------ Material for this exercise ------

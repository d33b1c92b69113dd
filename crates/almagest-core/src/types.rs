//! Core data model for documents and their embedding references.

use serde::{Deserialize, Serialize};
use std::fmt;
use uuid::Uuid;

/// Number of components in every stored embedding vector.
///
/// Fixed by the embedding model; both `text-embedding-004` and
/// `nomic-embed-text` emit 768-dimensional vectors. Vectors of any other
/// length are rejected at index-build time.
pub const EMBEDDING_DIMENSION: usize = 768;

/// Internally generated identifier for a stored document record.
///
/// Assigned when the document is first inserted and stable across patches.
/// Distinct from the caller-supplied external identifier.
#[derive(Debug, Clone, Copy, PartialEq, Eq, Hash, Serialize, Deserialize)]
pub struct DocumentId(Uuid);

impl DocumentId {
    /// Creates a new random document ID
    #[must_use]
    pub fn new() -> Self {
        Self(Uuid::new_v4())
    }
}

impl Default for DocumentId {
    fn default() -> Self {
        Self::new()
    }
}

impl fmt::Display for DocumentId {
    fn fmt(&self, f: &mut fmt::Formatter<'_>) -> fmt::Result {
        write!(f, "{}", self.0)
    }
}

/// Opaque weak handle to an embedding record.
///
/// A document holds one of these purely for lookup; the embedding's lifecycle
/// is independent and the handle may resolve to nothing after the embedding
/// is removed.
#[derive(Debug, Clone, Copy, PartialEq, Eq, Hash, Serialize, Deserialize)]
pub struct EmbeddingRef(Uuid);

impl EmbeddingRef {
    /// Creates a new random embedding reference
    #[must_use]
    pub fn new() -> Self {
        Self(Uuid::new_v4())
    }
}

impl Default for EmbeddingRef {
    fn default() -> Self {
        Self::new()
    }
}

impl fmt::Display for EmbeddingRef {
    fn fmt(&self, f: &mut fmt::Formatter<'_>) -> fmt::Result {
        write!(f, "{}", self.0)
    }
}

/// A stored research document.
#[derive(Debug, Clone, PartialEq, Serialize, Deserialize)]
pub struct Document {
    /// Internally generated storage id, stable across patches.
    pub id: DocumentId,
    /// Caller-supplied stable identifier; the de-duplication key.
    pub external_id: String,
    /// Document title.
    pub title: String,
    /// Ordered author names; empty when unknown.
    pub authors: Vec<String>,
    /// Free-form publication date text.
    pub publication_date: Option<String>,
    /// Publication year.
    pub year: Option<i32>,
    /// Source-file reference, relative to the corpus root.
    pub path: Option<String>,
    /// Abstract or summary text.
    pub summary: Option<String>,
    /// Secondary human-assigned identifier (e.g. a zero-padded code).
    pub number: Option<String>,
    /// Weak link to the document's embedding record.
    pub embedding_ref: Option<EmbeddingRef>,
}

/// Field set accepted by an upsert.
///
/// `title` is required; optional fields left as `None` never overwrite a
/// previously stored value. `authors` follows the same rule at this boundary
/// even though the stored document always carries an author list.
#[derive(Debug, Clone)]
pub struct DocumentFields {
    /// Document title, required.
    pub title: String,
    /// Ordered author names.
    pub authors: Option<Vec<String>>,
    /// Free-form publication date text.
    pub publication_date: Option<String>,
    /// Publication year.
    pub year: Option<i32>,
    /// Source-file reference.
    pub path: Option<String>,
    /// Abstract or summary text.
    pub summary: Option<String>,
    /// Secondary human-assigned identifier.
    pub number: Option<String>,
}

impl DocumentFields {
    /// Creates a field set with the given title and nothing else.
    pub fn new<T: Into<String>>(title: T) -> Self {
        Self {
            title: title.into(),
            authors: None,
            publication_date: None,
            year: None,
            path: None,
            summary: None,
            number: None,
        }
    }

    /// Sets the author list.
    #[must_use]
    pub fn with_authors(mut self, authors: Vec<String>) -> Self {
        self.authors = Some(authors);
        self
    }

    /// Sets the publication date text.
    #[must_use]
    pub fn with_publication_date<T: Into<String>>(mut self, date: T) -> Self {
        self.publication_date = Some(date.into());
        self
    }

    /// Sets the publication year.
    #[must_use]
    pub fn with_year(mut self, year: i32) -> Self {
        self.year = Some(year);
        self
    }

    /// Sets the source-file reference.
    #[must_use]
    pub fn with_path<T: Into<String>>(mut self, path: T) -> Self {
        self.path = Some(path.into());
        self
    }

    /// Sets the summary text.
    #[must_use]
    pub fn with_summary<T: Into<String>>(mut self, summary: T) -> Self {
        self.summary = Some(summary.into());
        self
    }

    /// Sets the secondary identifier.
    #[must_use]
    pub fn with_number<T: Into<String>>(mut self, number: T) -> Self {
        self.number = Some(number.into());
        self
    }
}

/// Partial field set applied by a metadata backfill.
///
/// Only fields explicitly set are patched; the embedding is never touched.
#[derive(Debug, Clone)]
pub struct DocumentPatch {
    /// External id of the document to patch.
    pub external_id: String,
    /// Replacement title.
    pub title: Option<String>,
    /// Replacement author list.
    pub authors: Option<Vec<String>>,
    /// Replacement publication date text.
    pub publication_date: Option<String>,
    /// Replacement publication year.
    pub year: Option<i32>,
    /// Replacement summary text.
    pub summary: Option<String>,
    /// Replacement secondary identifier.
    pub number: Option<String>,
}

impl DocumentPatch {
    /// Creates an empty patch for the given external id.
    pub fn new<T: Into<String>>(external_id: T) -> Self {
        Self {
            external_id: external_id.into(),
            title: None,
            authors: None,
            publication_date: None,
            year: None,
            summary: None,
            number: None,
        }
    }

    /// Sets the replacement title.
    #[must_use]
    pub fn with_title<T: Into<String>>(mut self, title: T) -> Self {
        self.title = Some(title.into());
        self
    }

    /// Sets the replacement author list.
    #[must_use]
    pub fn with_authors(mut self, authors: Vec<String>) -> Self {
        self.authors = Some(authors);
        self
    }

    /// Sets the replacement publication date text.
    #[must_use]
    pub fn with_publication_date<T: Into<String>>(mut self, date: T) -> Self {
        self.publication_date = Some(date.into());
        self
    }

    /// Sets the replacement publication year.
    #[must_use]
    pub fn with_year(mut self, year: i32) -> Self {
        self.year = Some(year);
        self
    }

    /// Sets the replacement summary text.
    #[must_use]
    pub fn with_summary<T: Into<String>>(mut self, summary: T) -> Self {
        self.summary = Some(summary.into());
        self
    }

    /// Sets the replacement secondary identifier.
    #[must_use]
    pub fn with_number<T: Into<String>>(mut self, number: T) -> Self {
        self.number = Some(number.into());
        self
    }

    /// Returns `true` when no field is set.
    pub fn is_empty(&self) -> bool {
        self.title.is_none()
            && self.authors.is_none()
            && self.publication_date.is_none()
            && self.year.is_none()
            && self.summary.is_none()
            && self.number.is_none()
    }
}

/// Lightweight projection of a document for listings.
#[derive(Debug, Clone, PartialEq, Eq, Serialize, Deserialize)]
pub struct DocumentSummary {
    /// Internally generated storage id.
    pub id: DocumentId,
    /// Caller-supplied stable identifier.
    pub external_id: String,
    /// Document title.
    pub title: String,
    /// Secondary human-assigned identifier.
    pub number: Option<String>,
}

#[cfg(test)]
mod tests {
    use super::*;

    #[test]
    fn test_ids_are_unique() {
        assert_ne!(DocumentId::new(), DocumentId::new());
        assert_ne!(EmbeddingRef::new(), EmbeddingRef::new());
    }

    #[test]
    fn test_id_display_round_trip() {
        let id = DocumentId::new();
        let text = id.to_string();
        assert_eq!(text.len(), 36, "expected hyphenated UUID, got {text}");
    }

    #[test]
    fn test_fields_builder() {
        let fields = DocumentFields::new("Bone Loss Study")
            .with_authors(vec!["A. Lee".to_owned()])
            .with_year(2024)
            .with_number("042");

        assert_eq!(fields.title, "Bone Loss Study");
        assert_eq!(fields.authors, Some(vec!["A. Lee".to_owned()]));
        assert_eq!(fields.year, Some(2024));
        assert_eq!(fields.number, Some("042".to_owned()));
        assert!(fields.publication_date.is_none());
        assert!(fields.summary.is_none());
    }

    #[test]
    fn test_patch_is_empty() {
        let empty = DocumentPatch::new("042");
        assert!(empty.is_empty());

        let patch = DocumentPatch::new("042").with_title("Bone Loss Study");
        assert!(!patch.is_empty());
    }

    #[test]
    fn test_document_serde_round_trip() {
        let document = Document {
            id: DocumentId::new(),
            external_id: "042".to_owned(),
            title: "Bone Loss Study".to_owned(),
            authors: vec!["A. Lee".to_owned()],
            publication_date: None,
            year: Some(2024),
            path: Some("042.md".to_owned()),
            summary: None,
            number: Some("042".to_owned()),
            embedding_ref: Some(EmbeddingRef::new()),
        };

        let json = serde_json::to_string(&document).unwrap_or_else(|error| {
            panic!("serialize failed: {error}");
        });
        let decoded: Document = serde_json::from_str(&json).unwrap_or_else(|error| {
            panic!("deserialize failed: {error}");
        });
        assert_eq!(document, decoded);
    }
}
//! Command handlers for the almagest binary.
//!
//! Results print to stdout through [`console::Term`]; progress and diagnostics
//! go to stderr via `tracing`. Credential and provider checks run before the
//! store is opened so a bad configuration can never interrupt a run mid-write.

use anyhow::Result;
use console::{Term, style};
use std::path::PathBuf;
use std::str::FromStr as _;
use std::sync::Arc;
use tokio::sync::RwLock;
use tracing::{info, warn};

use almagest_core::{AlmagestConfig, Error, ProviderKind};
use almagest_embed::{
    EmbeddingClient, EmbeddingProvider, GeminiProvider, MockProvider, OllamaProvider,
};
use almagest_engine::{BackfillRunner, IngestionPipeline, MetadataTable, QueryService, SharedStore};
use almagest_store::DocumentStore;

/// Run the ingestion pipeline over a corpus directory.
///
/// # Errors
/// Returns an error if the provider cannot be constructed, the metadata table
/// is unreadable, or any batch fails to embed or commit.
pub async fn handle_ingest(
    corpus: PathBuf,
    metadata: Option<PathBuf>,
    store_path: Option<PathBuf>,
    batch_size: Option<usize>,
    provider_override: Option<String>,
) -> Result<()> {
    let term = Term::stdout();
    let config = load_config();
    let client = build_client(&config, provider_override.as_deref()).await?;

    let table = match metadata {
        Some(path) => Some(MetadataTable::load(&path)?),
        None => None,
    };

    let store = open_store(&config, store_path).await?;

    let pipeline = IngestionPipeline::new(client, Arc::clone(&store))
        .with_batch_size(batch_size.unwrap_or(config.ingest.batch_size))
        .with_embed_concurrency(config.ingest.embed_concurrency)
        .with_progress_callback(Arc::new(|stage, done, total| match total {
            Some(total) => info!("{stage}: {done}/{total}"),
            None => info!("{stage}: {done}"),
        }));

    let report = pipeline.run(&corpus, table.as_ref()).await?;

    term.write_line(&format!(
        "{} {} document(s) from {} file(s) in {} batch(es)",
        style("✓ Ingested").green().bold(),
        report.documents_ingested,
        report.files_found,
        report.batches_committed,
    ))?;

    Ok(())
}

/// Run the metadata backfill pass over an already-ingested store.
///
/// # Errors
/// Returns an error if the table is unreadable or the snapshot cannot be saved.
pub async fn handle_backfill(metadata: PathBuf, store_path: Option<PathBuf>) -> Result<()> {
    let term = Term::stdout();
    let config = load_config();
    let table = MetadataTable::load(&metadata)?;
    let store = open_store(&config, store_path).await?;

    let runner = BackfillRunner::new(Arc::clone(&store));
    let patched = runner.run(&table).await?;

    term.write_line(&format!(
        "{} {patched} document(s) patched",
        style("✓ Backfill complete:").green().bold(),
    ))?;

    Ok(())
}

/// Embed one query and print the ranked results.
///
/// # Errors
/// Returns an error if the provider cannot be constructed or the query fails
/// to embed.
pub async fn handle_search(
    query: String,
    limit: Option<usize>,
    store_path: Option<PathBuf>,
    provider_override: Option<String>,
) -> Result<()> {
    let term = Term::stdout();
    let config = load_config();
    let client = build_client(&config, provider_override.as_deref()).await?;
    let store = open_store(&config, store_path).await?;

    let service = QueryService::new(client, Arc::clone(&store));
    let results = service.search(&query, limit).await?;

    if results.is_empty() {
        term.write_line(&format!("{}", style("No matching documents.").dim()))?;
        return Ok(());
    }

    for (index, document) in results.iter().enumerate() {
        let rank = index + 1;
        let heading = match (document.number.as_deref(), document.year) {
            (Some(number), Some(year)) => format!(
                "{rank:>2}. {} {} ({year})",
                style(format!("[{number}]")).cyan(),
                style(&document.title).bold(),
            ),
            (Some(number), None) => format!(
                "{rank:>2}. {} {}",
                style(format!("[{number}]")).cyan(),
                style(&document.title).bold(),
            ),
            (None, Some(year)) => {
                format!("{rank:>2}. {} ({year})", style(&document.title).bold())
            }
            (None, None) => format!("{rank:>2}. {}", style(&document.title).bold()),
        };
        term.write_line(&heading)?;

        if !document.authors.is_empty() {
            term.write_line(&format!("    {}", style(document.authors.join(", ")).dim()))?;
        }
        if let Some(summary) = &document.summary {
            term.write_line(&format!("    {summary}"))?;
        }
    }

    Ok(())
}

/// Print one line per stored document, in ingestion order.
///
/// # Errors
/// Returns an error if the store snapshot cannot be read.
pub async fn handle_list(store_path: Option<PathBuf>) -> Result<()> {
    let term = Term::stdout();
    let config = load_config();
    let store = open_store(&config, store_path).await?;

    let summaries = store.read().await.list_summaries();
    if summaries.is_empty() {
        term.write_line(&format!("{}", style("Store is empty.").dim()))?;
        return Ok(());
    }

    for summary in &summaries {
        let number = summary.number.as_deref().unwrap_or("---");
        term.write_line(&format!(
            "{} {} {}",
            style(format!("[{number}]")).cyan(),
            summary.title,
            style(format!("({})", summary.external_id)).dim(),
        ))?;
    }
    term.write_line(&format!("{} document(s)", summaries.len()))?;

    Ok(())
}

/// Load the configuration, falling back to defaults when unreadable.
fn load_config() -> AlmagestConfig {
    AlmagestConfig::load_or_create().unwrap_or_else(|error| {
        warn!("Failed to load config from ~/.almagest/config.toml: {error}");
        warn!("Using default configuration");
        AlmagestConfig::default()
    })
}

/// Build the embedding client for the selected provider.
///
/// Credential and availability checks happen here, before any store access.
async fn build_client(
    config: &AlmagestConfig,
    provider_override: Option<&str>,
) -> Result<EmbeddingClient> {
    let kind = match provider_override {
        Some(value) => ProviderKind::from_str(value)?,
        None => config.provider,
    };

    let provider: Arc<dyn EmbeddingProvider> = match kind {
        ProviderKind::Gemini => {
            let api_key = config
                .api_key(ProviderKind::Gemini)
                .ok_or_else(|| Error::MissingApiKey("GOOGLE_API_KEY".to_owned()))?;
            Arc::new(
                GeminiProvider::with_api_key_direct(api_key)?
                    .with_model(config.gemini.model.clone()),
            )
        }
        ProviderKind::Ollama => {
            let provider = OllamaProvider::new(config.ollama.host.clone())
                .with_model(config.ollama.model.clone());
            provider.ensure_model_available().await?;
            Arc::new(provider)
        }
        ProviderKind::Mock => Arc::new(MockProvider::new()),
    };

    Ok(EmbeddingClient::new(provider))
}

/// Open the store at the override path, or the configured default.
async fn open_store(
    config: &AlmagestConfig,
    override_path: Option<PathBuf>,
) -> Result<SharedStore> {
    let path = match override_path {
        Some(path) => path,
        None => config.resolve_store_path()?,
    };
    let store = DocumentStore::open(path).await?;
    Ok(Arc::new(RwLock::new(store)))
}
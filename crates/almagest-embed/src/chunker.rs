//! Byte-budget text chunking on paragraph boundaries.

use std::mem::take;

/// Default chunk budget in bytes, sized to the embedding API's input limit.
pub const DEFAULT_MAX_CHUNK_BYTES: usize = 30_000;

/// Split text into chunks of at most `max_bytes` bytes each.
///
/// Text that fits the budget is returned as a single chunk, including empty
/// input. Longer text is split on blank-line paragraph boundaries, greedily
/// packing paragraphs into each chunk; a single paragraph larger than the
/// budget is hard-split at UTF-8 character boundaries. Paragraph separators
/// stay attached to their paragraph, so concatenating the chunks reproduces
/// the input byte-for-byte.
///
/// Budgets smaller than 4 bytes are floored to 4 during hard splits so a
/// multi-byte character can always be emitted whole.
#[must_use]
pub fn split_by_bytes(text: &str, max_bytes: usize) -> Vec<String> {
    if text.len() <= max_bytes {
        return vec![text.to_owned()];
    }

    let mut chunks = Vec::new();
    let mut buffer = String::new();

    for segment in paragraph_segments(text) {
        if buffer.len() + segment.len() <= max_bytes {
            buffer.push_str(segment);
            continue;
        }

        if !buffer.is_empty() {
            chunks.push(take(&mut buffer));
        }

        if segment.len() <= max_bytes {
            buffer.push_str(segment);
        } else {
            chunks.extend(hard_split(segment, max_bytes));
        }
    }

    if !buffer.is_empty() {
        chunks.push(buffer);
    }

    chunks
}

/// Split text into paragraph segments, each carrying its trailing separator.
///
/// A separator is a run of two or more newlines. The segments concatenate
/// back to the input exactly.
fn paragraph_segments(text: &str) -> Vec<&str> {
    let bytes = text.as_bytes();
    let mut segments = Vec::new();
    let mut start = 0;
    let mut index = 0;

    while index < bytes.len() {
        if bytes[index] == b'\n' {
            let run_start = index;
            while index < bytes.len() && bytes[index] == b'\n' {
                index += 1;
            }
            if index - run_start >= 2 {
                segments.push(&text[start..index]);
                start = index;
            }
        } else {
            index += 1;
        }
    }

    if start < bytes.len() {
        segments.push(&text[start..]);
    }

    segments
}

/// Hard-split an oversized paragraph into byte-bounded pieces.
///
/// Each cut backs up to the nearest UTF-8 character boundary, so every piece
/// is valid text. A UTF-8 scalar value is at most four bytes, which is why
/// flooring the budget to four guarantees each cut makes progress.
fn hard_split(paragraph: &str, max_bytes: usize) -> Vec<String> {
    let budget = max_bytes.max(4);
    let mut pieces = Vec::new();
    let mut rest = paragraph;

    while rest.len() > budget {
        let mut cut = budget;
        while !rest.is_char_boundary(cut) {
            cut -= 1;
        }
        pieces.push(rest[..cut].to_owned());
        rest = &rest[cut..];
    }
    pieces.push(rest.to_owned());

    pieces
}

------

**Try it:**
State the number of lines of the preceding material in which the word "panic" is found, and nothing more.

**Result:**
2